Records supplied:
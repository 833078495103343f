//! Bagged regression forest
//!
//! Each tree is grown on a bootstrap sample of the training rows using the
//! variance (squared error) criterion, considering every feature at every
//! split. The forest prediction is the mean of the tree predictions.
//!
//! # Missing values
//!
//! While searching a split on feature `f`, rows where `f` is `NaN` are tried
//! on both sides and the better side is recorded in `missing_left`. When a
//! node saw no missing values during training, `NaN` follows the child that
//! received more samples.
//!
//! # Reproducibility
//!
//! Per-tree seeds are drawn sequentially from the forest seed before the
//! trees are fit in parallel, so the fitted forest does not depend on the
//! thread count.

use ndarray::{Array1, ArrayView1, ArrayView2};
use rand::prelude::*;
use rand::SeedableRng;
use rand_xoshiro::Xoshiro256PlusPlus;
use rayon::prelude::*;
use serde::{Deserialize, Serialize};

use crate::error::{ConfigError, ModelError};

/// Forest hyperparameters
#[derive(Debug, Clone, Serialize, Deserialize)]
#[serde(default)]
pub struct ForestConfig {
    /// Number of trees
    pub n_trees: usize,
    /// Maximum tree depth (unbounded when absent)
    #[serde(skip_serializing_if = "Option::is_none")]
    pub max_depth: Option<usize>,
    /// Minimum rows required to split a node
    pub min_samples_split: usize,
    /// Minimum rows in each child
    pub min_samples_leaf: usize,
    /// Seed for bootstrap sampling
    pub seed: u64,
}

impl Default for ForestConfig {
    fn default() -> Self {
        Self {
            n_trees: 100,
            max_depth: None,
            min_samples_split: 2,
            min_samples_leaf: 1,
            seed: 0,
        }
    }
}

impl ForestConfig {
    /// Validate hyperparameters
    pub fn validate(&self) -> Result<(), ConfigError> {
        if self.n_trees == 0 {
            return Err(ConfigError::OutOfRange(
                "n_trees must be at least 1".to_string(),
            ));
        }
        if self.min_samples_split < 2 {
            return Err(ConfigError::OutOfRange(
                "min_samples_split must be at least 2".to_string(),
            ));
        }
        if self.min_samples_leaf == 0 {
            return Err(ConfigError::OutOfRange(
                "min_samples_leaf must be at least 1".to_string(),
            ));
        }
        if self.max_depth == Some(0) {
            return Err(ConfigError::OutOfRange(
                "max_depth must be at least 1".to_string(),
            ));
        }
        Ok(())
    }
}

/// Unfitted forest regressor
#[derive(Debug, Clone, Default)]
pub struct ForestRegressor {
    config: ForestConfig,
}

impl ForestRegressor {
    pub fn new(config: ForestConfig) -> Self {
        Self { config }
    }

    pub fn config(&self) -> &ForestConfig {
        &self.config
    }

    /// Grow the forest on `x` (rows x features) and targets `y`
    pub fn fit(&self, x: ArrayView2<'_, f64>, y: &[f64]) -> Result<FittedForest, ModelError> {
        self.config.validate()?;
        let (rows, cols) = x.dim();
        if rows == 0 {
            return Err(ModelError::EmptyData(
                "cannot fit forest on zero rows".to_string(),
            ));
        }
        if rows != y.len() {
            return Err(ModelError::LengthMismatch {
                features: rows,
                targets: y.len(),
            });
        }

        let mut rng = Xoshiro256PlusPlus::seed_from_u64(self.config.seed);
        let seeds: Vec<u64> = (0..self.config.n_trees).map(|_| rng.gen()).collect();

        let grown: Vec<(Tree, Vec<f64>)> = seeds
            .into_par_iter()
            .map(|seed| {
                let mut rng = Xoshiro256PlusPlus::seed_from_u64(seed);
                let sample: Vec<usize> = (0..rows).map(|_| rng.gen_range(0..rows)).collect();
                Tree::grow(x, y, sample, &self.config)
            })
            .collect();

        let mut importances = vec![0.0; cols];
        let mut trees = Vec::with_capacity(grown.len());
        for (tree, gains) in grown {
            let total: f64 = gains.iter().sum();
            if total > 0.0 {
                for (acc, gain) in importances.iter_mut().zip(&gains) {
                    *acc += gain / total;
                }
            }
            trees.push(tree);
        }
        let total: f64 = importances.iter().sum();
        if total > 0.0 {
            importances.iter_mut().for_each(|v| *v /= total);
        }

        Ok(FittedForest {
            trees,
            n_features: cols,
            importances,
        })
    }
}

/// Fitted forest, ready to predict
#[derive(Debug, Clone, Serialize, Deserialize)]
pub struct FittedForest {
    trees: Vec<Tree>,
    n_features: usize,
    importances: Vec<f64>,
}

impl FittedForest {
    /// Number of trees
    pub fn n_trees(&self) -> usize {
        self.trees.len()
    }

    /// Number of features seen during fit
    pub fn n_features(&self) -> usize {
        self.n_features
    }

    /// Mean decrease in impurity per feature, summing to 1
    pub fn feature_importances(&self) -> &[f64] {
        &self.importances
    }

    /// Predict one value per row
    pub fn predict(&self, x: ArrayView2<'_, f64>) -> Result<Array1<f64>, ModelError> {
        if x.ncols() != self.n_features {
            return Err(ModelError::FeatureMismatch {
                expected: self.n_features,
                actual: x.ncols(),
            });
        }

        let n_trees = self.trees.len() as f64;
        let predictions: Vec<f64> = (0..x.nrows())
            .into_par_iter()
            .map(|r| {
                let row = x.row(r);
                self.trees.iter().map(|t| t.predict_row(row)).sum::<f64>() / n_trees
            })
            .collect();
        Ok(Array1::from(predictions))
    }
}

#[derive(Debug, Clone, Serialize, Deserialize)]
enum Node {
    Leaf {
        value: f64,
    },
    Split {
        feature: usize,
        threshold: f64,
        missing_left: bool,
        left: u32,
        right: u32,
    },
}

/// Single regression tree stored as a flat node array; node 0 is the root
#[derive(Debug, Clone, Serialize, Deserialize)]
struct Tree {
    nodes: Vec<Node>,
}

/// Best split found for a node
struct SplitCandidate {
    feature: usize,
    threshold: f64,
    missing_left: bool,
    /// Reduction in summed squared error
    gain: f64,
}

/// Pending node during growth
struct Pending {
    node: usize,
    start: usize,
    end: usize,
    depth: usize,
}

impl Tree {
    /// Grow a tree over the given (possibly repeated) row indices.
    ///
    /// Returns the tree and the per-feature impurity decrease.
    fn grow(
        x: ArrayView2<'_, f64>,
        y: &[f64],
        mut rows: Vec<usize>,
        config: &ForestConfig,
    ) -> (Tree, Vec<f64>) {
        let mut gains = vec![0.0; x.ncols()];
        let mut nodes = vec![Node::Leaf { value: 0.0 }];
        let mut stack = vec![Pending {
            node: 0,
            start: 0,
            end: rows.len(),
            depth: 0,
        }];

        while let Some(task) = stack.pop() {
            let slice = &mut rows[task.start..task.end];
            let n = slice.len();
            let mean = slice.iter().map(|&r| y[r]).sum::<f64>() / n as f64;

            let splittable = n >= config.min_samples_split
                && n >= 2 * config.min_samples_leaf
                && config.max_depth.map_or(true, |d| task.depth < d)
                && slice.iter().any(|&r| y[r] != y[slice[0]]);

            let split = if splittable {
                best_split(x, y, slice, config.min_samples_leaf)
            } else {
                None
            };

            let Some(split) = split else {
                nodes[task.node] = Node::Leaf { value: mean };
                continue;
            };

            let n_left = partition(x, slice, &split);
            gains[split.feature] += split.gain;

            let left = nodes.len();
            nodes.push(Node::Leaf { value: mean });
            nodes.push(Node::Leaf { value: mean });
            nodes[task.node] = Node::Split {
                feature: split.feature,
                threshold: split.threshold,
                missing_left: split.missing_left,
                left: left as u32,
                right: (left + 1) as u32,
            };

            let mid = task.start + n_left;
            stack.push(Pending {
                node: left + 1,
                start: mid,
                end: task.end,
                depth: task.depth + 1,
            });
            stack.push(Pending {
                node: left,
                start: task.start,
                end: mid,
                depth: task.depth + 1,
            });
        }

        (Tree { nodes }, gains)
    }

    fn predict_row(&self, row: ArrayView1<'_, f64>) -> f64 {
        let mut index = 0;
        loop {
            match &self.nodes[index] {
                Node::Leaf { value } => return *value,
                Node::Split {
                    feature,
                    threshold,
                    missing_left,
                    left,
                    right,
                } => {
                    let v = row[*feature];
                    let go_left = if v.is_nan() { *missing_left } else { v <= *threshold };
                    let next = if go_left { *left } else { *right };
                    index = next as usize;
                }
            }
        }
    }
}

/// Running sum and count of targets
#[derive(Clone, Copy, Default)]
struct Stats {
    sum: f64,
    count: usize,
}

impl Stats {
    fn add(&mut self, y: f64) {
        self.sum += y;
        self.count += 1;
    }

    fn merged(self, other: Stats) -> Stats {
        Stats {
            sum: self.sum + other.sum,
            count: self.count + other.count,
        }
    }

    fn minus(self, other: Stats) -> Stats {
        Stats {
            sum: self.sum - other.sum,
            count: self.count - other.count,
        }
    }

    /// sum² / n, the part of the squared error a split can change
    fn proxy(self) -> f64 {
        if self.count == 0 {
            0.0
        } else {
            self.sum * self.sum / self.count as f64
        }
    }
}

/// Search every feature for the split with the largest error reduction
fn best_split(
    x: ArrayView2<'_, f64>,
    y: &[f64],
    rows: &[usize],
    min_leaf: usize,
) -> Option<SplitCandidate> {
    let mut parent = Stats::default();
    rows.iter().for_each(|&r| parent.add(y[r]));
    let parent_proxy = parent.proxy();

    let mut best: Option<SplitCandidate> = None;
    let mut best_proxy = parent_proxy;
    let mut present: Vec<(f64, f64)> = Vec::with_capacity(rows.len());

    for feature in 0..x.ncols() {
        present.clear();
        let mut missing = Stats::default();
        for &r in rows {
            let v = x[[r, feature]];
            if v.is_nan() {
                missing.add(y[r]);
            } else {
                present.push((v, y[r]));
            }
        }
        if present.is_empty() {
            continue;
        }
        present.sort_by(|a, b| a.0.total_cmp(&b.0));

        let mut total_present = Stats::default();
        present.iter().for_each(|&(_, t)| total_present.add(t));

        let mut consider = |left: Stats, right: Stats, threshold: f64, missing_left: bool| {
            if left.count < min_leaf || right.count < min_leaf {
                return;
            }
            let proxy = left.proxy() + right.proxy();
            if proxy > best_proxy + f64::EPSILON * best_proxy.abs() {
                best_proxy = proxy;
                best = Some(SplitCandidate {
                    feature,
                    threshold,
                    missing_left,
                    gain: proxy - parent_proxy,
                });
            }
        };

        let mut left = Stats::default();
        for i in 1..present.len() {
            left.add(present[i - 1].1);
            let (lo, hi) = (present[i - 1].0, present[i].0);
            if lo == hi {
                continue;
            }
            let mut threshold = lo + (hi - lo) / 2.0;
            if threshold >= hi {
                threshold = lo;
            }
            let right = total_present.minus(left);

            if missing.count == 0 {
                let missing_left = left.count >= right.count;
                consider(left, right, threshold, missing_left);
            } else {
                consider(left.merged(missing), right, threshold, true);
                consider(left, right.merged(missing), threshold, false);
            }
        }

        if missing.count > 0 {
            consider(total_present, missing, f64::INFINITY, false);
        }
    }

    best
}

/// Reorder rows so the left child comes first; returns the left count
fn partition(x: ArrayView2<'_, f64>, rows: &mut [usize], split: &SplitCandidate) -> usize {
    let goes_left = |r: usize| {
        let v = x[[r, split.feature]];
        if v.is_nan() {
            split.missing_left
        } else {
            v <= split.threshold
        }
    };

    let (left, right): (Vec<usize>, Vec<usize>) = rows.iter().partition(|&&r| goes_left(r));
    let n_left = left.len();
    rows[..n_left].copy_from_slice(&left);
    rows[n_left..].copy_from_slice(&right);
    n_left
}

Instructions to follow:
Return exactly the lines above from the line that has "pub struct FittedForest" through the line that has "let mut nodes", inclusive, and nothing else.

Written response:
pub struct FittedForest {
    trees: Vec<Tree>,
    n_features: usize,
    importances: Vec<f64>,
}

impl FittedForest {
    /// Number of trees
    pub fn n_trees(&self) -> usize {
        self.trees.len()
    }

    /// Number of features seen during fit
    pub fn n_features(&self) -> usize {
        self.n_features
    }

    /// Mean decrease in impurity per feature, summing to 1
    pub fn feature_importances(&self) -> &[f64] {
        &self.importances
    }

    /// Predict one value per row
    pub fn predict(&self, x: ArrayView2<'_, f64>) -> Result<Array1<f64>, ModelError> {
        if x.ncols() != self.n_features {
            return Err(ModelError::FeatureMismatch {
                expected: self.n_features,
                actual: x.ncols(),
            });
        }

        let n_trees = self.trees.len() as f64;
        let predictions: Vec<f64> = (0..x.nrows())
            .into_par_iter()
            .map(|r| {
                let row = x.row(r);
                self.trees.iter().map(|t| t.predict_row(row)).sum::<f64>() / n_trees
            })
            .collect();
        Ok(Array1::from(predictions))
    }
}

#[derive(Debug, Clone, Serialize, Deserialize)]
enum Node {
    Leaf {
        value: f64,
    },
    Split {
        feature: usize,
        threshold: f64,
        missing_left: bool,
        left: u32,
        right: u32,
    },
}

/// Single regression tree stored as a flat node array; node 0 is the root
#[derive(Debug, Clone, Serialize, Deserialize)]
struct Tree {
    nodes: Vec<Node>,
}

/// Best split found for a node
struct SplitCandidate {
    feature: usize,
    threshold: f64,
    missing_left: bool,
    /// Reduction in summed squared error
    gain: f64,
}

/// Pending node during growth
struct Pending {
    node: usize,
    start: usize,
    end: usize,
    depth: usize,
}

impl Tree {
    /// Grow a tree over the given (possibly repeated) row indices.
    ///
    /// Returns the tree and the per-feature impurity decrease.
    fn grow(
        x: ArrayView2<'_, f64>,
        y: &[f64],
        mut rows: Vec<usize>,
        config: &ForestConfig,
    ) -> (Tree, Vec<f64>) {
        let mut gains = vec![0.0; x.ncols()];
        let mut nodes = vec![Node::Leaf { value: 0.0 }];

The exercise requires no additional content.